# Replacing fuel pump on 93 altima



## Nate_N79 (Aug 20, 2004)

I just found out my fuel pump is bad and needs to be replaced. Has anyone out there done this? I have heard this is not a hard thing to replace on your own. The garage I took my car to wants a ridiculous amount of money to have this fixed. Any advice would be greatly appreciated.


----------



## LONDONDERRY (May 19, 2004)

I never did this, but I would first purchase the Haynes Manual, it has a step by step illustrated approach on how to do it.
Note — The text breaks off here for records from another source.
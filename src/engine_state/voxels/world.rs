//! # World Module
//!
//! This module provides the `World` struct which owns every generated chunk.
//! It is the single source of truth for block data and answers the neighbor
//! and visibility queries the mesh builder asks.
//!
//! ## Architecture
//!
//! The world uses sparse storage: a map from chunk coordinate to chunk holding
//! only chunks that have been generated. Each coordinate maps to at most one
//! chunk. Blocks carry no links to each other; the neighbor of a block across
//! a face is whatever block the world holds at the adjacent position.
//!
//! ## Epochs
//!
//! `clear` drops every chunk and bumps the world's epoch. Pipeline results
//! produced against an older epoch are discarded by the engine.

use std::collections::HashMap;
use std::sync::Arc;

use crate::config::WorldConfig;
use crate::engine_state::voxels::block::block_side::BlockSide;
use crate::engine_state::voxels::block::block_type::BlockType;
use crate::engine_state::voxels::block::registry::BlockRegistry;
use crate::engine_state::voxels::block::Block;
use crate::engine_state::voxels::chunk::Chunk;
use crate::engine_state::voxels::coords::{ChunkCoord, VoxelCoord};

/// Represents a voxel world composed of multiple chunks.
pub struct World {
    config: Arc<WorldConfig>,
    registry: Arc<BlockRegistry>,
    /// A mapping from chunk coordinates to chunk data.
    chunks: HashMap<ChunkCoord, Chunk>,
    epoch: u64,
}

impl World {
    /// Creates a new, empty world.
    ///
    /// # Arguments
    /// * `config` - Shared engine configuration
    /// * `registry` - Block catalog the chunks' type ids refer to
    pub fn new(config: Arc<WorldConfig>, registry: Arc<BlockRegistry>) -> Self {
        World {
            config,
            registry,
            chunks: HashMap::new(),
            epoch: 0,
        }
    }

    pub fn config(&self) -> &Arc<WorldConfig> {
        &self.config
    }

    pub fn registry(&self) -> &Arc<BlockRegistry> {
        &self.registry
    }

    pub fn chunk_size(&self) -> i32 {
        self.config.chunk_size
    }

    /// Incremented by every [`World::clear`].
    pub fn epoch(&self) -> u64 {
        self.epoch
    }

    /// Inserts a generated chunk if its coordinate is still free.
    ///
    /// # Returns
    /// `true` if the chunk was inserted, `false` if the coordinate was already taken
    /// (the existing chunk is kept).
    pub fn insert_chunk(&mut self, chunk: Chunk) -> bool {
        let coord = chunk.coord();
        if self.chunks.contains_key(&coord) {
            return false;
        }
        self.chunks.insert(coord, chunk);
        true
    }

    pub fn contains_chunk(&self, coord: ChunkCoord) -> bool {
        self.chunks.contains_key(&coord)
    }

    /// Retrieves the chunk at the specified chunk coordinates, if generated.
    pub fn get_chunk(&self, coord: ChunkCoord) -> Option<&Chunk> {
        self.chunks.get(&coord)
    }

    pub fn get_chunk_mut(&mut self, coord: ChunkCoord) -> Option<&mut Chunk> {
        self.chunks.get_mut(&coord)
    }

    pub fn chunks(&self) -> impl Iterator<Item = &Chunk> {
        self.chunks.values()
    }

    pub fn chunk_count(&self) -> usize {
        self.chunks.len()
    }

    pub fn is_chunk_loaded(&self, coord: ChunkCoord) -> bool {
        self.chunks.get(&coord).is_some_and(Chunk::is_loaded)
    }

    /// Coordinates of every loaded chunk.
    pub fn loaded_chunks(&self) -> impl Iterator<Item = ChunkCoord> + '_ {
        self.chunks
            .values()
            .filter(|chunk| chunk.is_loaded())
            .map(Chunk::coord)
    }

    /// Which of a chunk's six neighbors are loaded, in [`BlockSide::all`] order.
    pub fn loaded_neighbors(&self, coord: ChunkCoord) -> [bool; 6] {
        coord.neighbors().map(|neighbor| self.is_chunk_loaded(neighbor))
    }

    /// Returns the block at an absolute position, or `None` if its chunk has
    /// not been generated.
    pub fn get_block(&self, voxel: VoxelCoord) -> Option<&Block> {
        self.chunks
            .get(&voxel.chunk(self.chunk_size()))
            .and_then(|chunk| chunk.get_block(voxel))
    }

    pub fn block_type(&self, block: &Block) -> Option<&BlockType> {
        self.registry.get(block.block_type)
    }

    /// The block across one face of the block at `voxel`.
    pub fn neighbor(&self, voxel: VoxelCoord, side: BlockSide) -> Option<&Block> {
        self.get_block(voxel.neighbor(side))
    }

    /// All six neighbors of the block at `voxel`, in [`BlockSide::all`] order.
    pub fn neighbors(&self, voxel: VoxelCoord) -> [Option<&Block>; 6] {
        BlockSide::all().map(|side| self.neighbor(voxel, side))
    }

    /// Whether the face of the block at `voxel` on `side` must be meshed.
    ///
    /// A face is visible when there is no neighbor on that side, when the
    /// neighbor's type is transparent, or when the neighbor lives in another
    /// chunk that is not loaded.
    pub fn is_face_visible(&self, voxel: VoxelCoord, side: BlockSide) -> bool {
        let neighbor_voxel = voxel.neighbor(side);
        let Some(neighbor) = self.get_block(neighbor_voxel) else {
            return true;
        };

        if self.block_type(neighbor).map_or(true, |t| t.transparent) {
            return true;
        }

        let size = self.chunk_size();
        let neighbor_chunk = neighbor_voxel.chunk(size);
        neighbor_chunk != voxel.chunk(size) && !self.is_chunk_loaded(neighbor_chunk)
    }

    /// Visibility of each face of the block at `voxel`, in [`BlockSide::all`] order.
    pub fn visible_faces(&self, voxel: VoxelCoord) -> [bool; 6] {
        BlockSide::all().map(|side| self.is_face_visible(voxel, side))
    }

    /// True if at least one face of the block at `voxel` is visible.
    pub fn is_block_visible(&self, voxel: VoxelCoord) -> bool {
        BlockSide::all()
            .into_iter()
            .any(|side| self.is_face_visible(voxel, side))
    }

    /// Height of the highest solid block in the column through `(x, z)`.
    ///
    /// Only generated chunks are searched. Returns -1 if none of the column's
    /// chunks is generated or none of them holds a solid block.
    pub fn ground_level(&self, x: i32, z: i32) -> i32 {
        let size = self.chunk_size();
        let column = VoxelCoord::new(x, 0, z).chunk(size);

        let mut column_chunks: Vec<&Chunk> = self
            .chunks
            .values()
            .filter(|chunk| chunk.coord().x == column.x && chunk.coord().z == column.z)
            .collect();
        column_chunks.sort_by_key(|chunk| std::cmp::Reverse(chunk.coord().y));

        for chunk in column_chunks {
            let origin = chunk.origin();
            for y in (origin.y..origin.y + size).rev() {
                let solid = chunk
                    .get_block(VoxelCoord::new(x, y, z))
                    .and_then(|block| self.block_type(block))
                    .is_some_and(|t| t.solid);
                if solid {
                    return y;
                }
            }
        }

        -1
    }

    /// Removes every chunk and starts a new epoch.
    pub fn clear(&mut self) {
        self.chunks.clear();
        self.epoch += 1;
    }
}

#[cfg(test)]
mod tests {
    use super::*;
    use crate::engine_state::voxels::block::block_type::BlockTypeId;
    use crate::engine_state::voxels::block::registry::default_catalog;

    const EMPTY: BlockTypeId = BlockTypeId(0);
    const STONE: BlockTypeId = BlockTypeId(3);
    const WATER: BlockTypeId = BlockTypeId(5);

    fn world(chunk_size: i32) -> World {
        let config = WorldConfig {
            chunk_size,
            ..WorldConfig::default()
        };
        let registry = BlockRegistry::from_types(default_catalog()).unwrap();
        World::new(Arc::new(config), Arc::new(registry))
    }

    #[test]
    fn test_insert_keeps_first_chunk() {
        let mut world = world(2);
        assert!(world.insert_chunk(Chunk::filled(ChunkCoord::new(0, 0, 0), 2, STONE)));
        assert!(!world.insert_chunk(Chunk::filled(ChunkCoord::new(0, 0, 0), 2, WATER)));

        assert_eq!(world.chunk_count(), 1);
        assert_eq!(world.get_block(VoxelCoord::new(1, 1, 1)).unwrap().block_type, STONE);
    }

    #[test]
    fn test_absent_lookups_are_none() {
        let mut world = world(2);
        world.insert_chunk(Chunk::filled(ChunkCoord::new(0, 0, 0), 2, STONE));

        assert!(world.get_block(VoxelCoord::new(2, 0, 0)).is_none());
        assert!(world.get_chunk(ChunkCoord::new(0, -1, 0)).is_none());
        assert!(world.neighbor(VoxelCoord::new(0, 0, 0), BlockSide::WEST).is_none());
    }

    #[test]
    fn test_neighbor_relation_is_symmetric() {
        let mut world = world(2);
        for coord in ChunkCoord::new(0, 0, 0).cube(1) {
            world.insert_chunk(Chunk::filled(coord, 2, STONE));
        }

        for chunk in world.chunks() {
            for block in chunk.blocks() {
                for side in BlockSide::all() {
                    if let Some(neighbor) = world.neighbor(block.position, side) {
                        let back = world.neighbor(neighbor.position, side.opposite()).unwrap();
                        assert_eq!(back.position, block.position);
                    }
                }
            }
        }
    }

    #[test]
    fn test_buried_block_is_hidden() {
        let mut world = world(4);
        world.insert_chunk(Chunk::filled(ChunkCoord::new(0, 0, 0), 4, STONE));

        assert!(!world.is_block_visible(VoxelCoord::new(1, 1, 1)));
        assert!(!world.is_block_visible(VoxelCoord::new(2, 2, 1)));
    }

    #[test]
    fn test_missing_neighbor_exposes_one_face() {
        let mut world = world(4);
        world.insert_chunk(Chunk::filled(ChunkCoord::new(0, 0, 0), 4, STONE));

        // Top middle block: nothing above it, since the chunk above is absent.
        let faces = world.visible_faces(VoxelCoord::new(1, 3, 1));
        assert_eq!(faces, [true, false, false, false, false, false]);
    }

    #[test]
    fn test_transparent_neighbor_exposes_face() {
        let mut world = world(4);
        let mut chunk = Chunk::filled(ChunkCoord::new(0, 0, 0), 4, STONE);
        chunk.set_block_type(VoxelCoord::new(2, 1, 1), WATER);
        chunk.set_block_type(VoxelCoord::new(1, 1, 2), EMPTY);
        world.insert_chunk(chunk);

        let faces = world.visible_faces(VoxelCoord::new(1, 1, 1));
        assert!(faces[BlockSide::EAST.index()]);
        assert!(faces[BlockSide::NORTH.index()]);
        assert_eq!(faces.iter().filter(|&&f| f).count(), 2);
    }

    #[test]
    fn test_unloaded_neighbor_chunk_exposes_boundary() {
        let mut world = world(2);
        world.insert_chunk(Chunk::filled(ChunkCoord::new(0, 0, 0), 2, STONE));
        world.insert_chunk(Chunk::filled(ChunkCoord::new(1, 0, 0), 2, STONE));
        let boundary = VoxelCoord::new(1, 0, 0);

        assert!(world.is_face_visible(boundary, BlockSide::EAST));

        world.get_chunk_mut(ChunkCoord::new(1, 0, 0)).unwrap().mark_loaded();
        assert!(!world.is_face_visible(boundary, BlockSide::EAST));
        assert!(world.loaded_neighbors(ChunkCoord::new(0, 0, 0))[BlockSide::EAST.index()]);
    }

    #[test]
    fn test_ground_level_skips_water_and_empty() {
        let mut world = world(2);
        assert_eq!(world.ground_level(0, 0), -1);

        let mut lower = Chunk::filled(ChunkCoord::new(0, 0, 0), 2, STONE);
        lower.set_block_type(VoxelCoord::new(0, 1, 0), WATER);
        world.insert_chunk(lower);
        world.insert_chunk(Chunk::filled(ChunkCoord::new(0, 1, 0), 2, EMPTY));

        assert_eq!(world.ground_level(0, 0), 0);
        assert_eq!(world.ground_level(1, 1), 1);
        assert_eq!(world.ground_level(5, 0), -1);
    }

    #[test]
    fn test_clear_bumps_epoch() {
        let mut world = world(2);
        world.insert_chunk(Chunk::filled(ChunkCoord::new(0, 0, 0), 2, STONE));
        world.clear();

        assert_eq!(world.chunk_count(), 0);
        assert_eq!(world.epoch(), 1);
    }
}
It seems straight forward


----------



## Asleep (Jan 19, 2003)

its a pain in the ass to get the ring off but it can be done. just dont forget the basics - disconnect the battery and dont create excess static. go here for the manual. PhatG20 - Downloads


----------



## RedHead7 (May 30, 2006)

A new fuel pump is not terribly hard, I helped install a new one on a car at my school. We had kids working on it all day so it only took one day, but you can probably get it done by yourself in a day or two. Definetly get the manual though, it will make it so much easier (step by step instructions and pictures too).


----------



## vader3120 (Nov 12, 2006)

please remember to have you gas tank around 1/4 or less. And that ring is a b*tch to move.


----------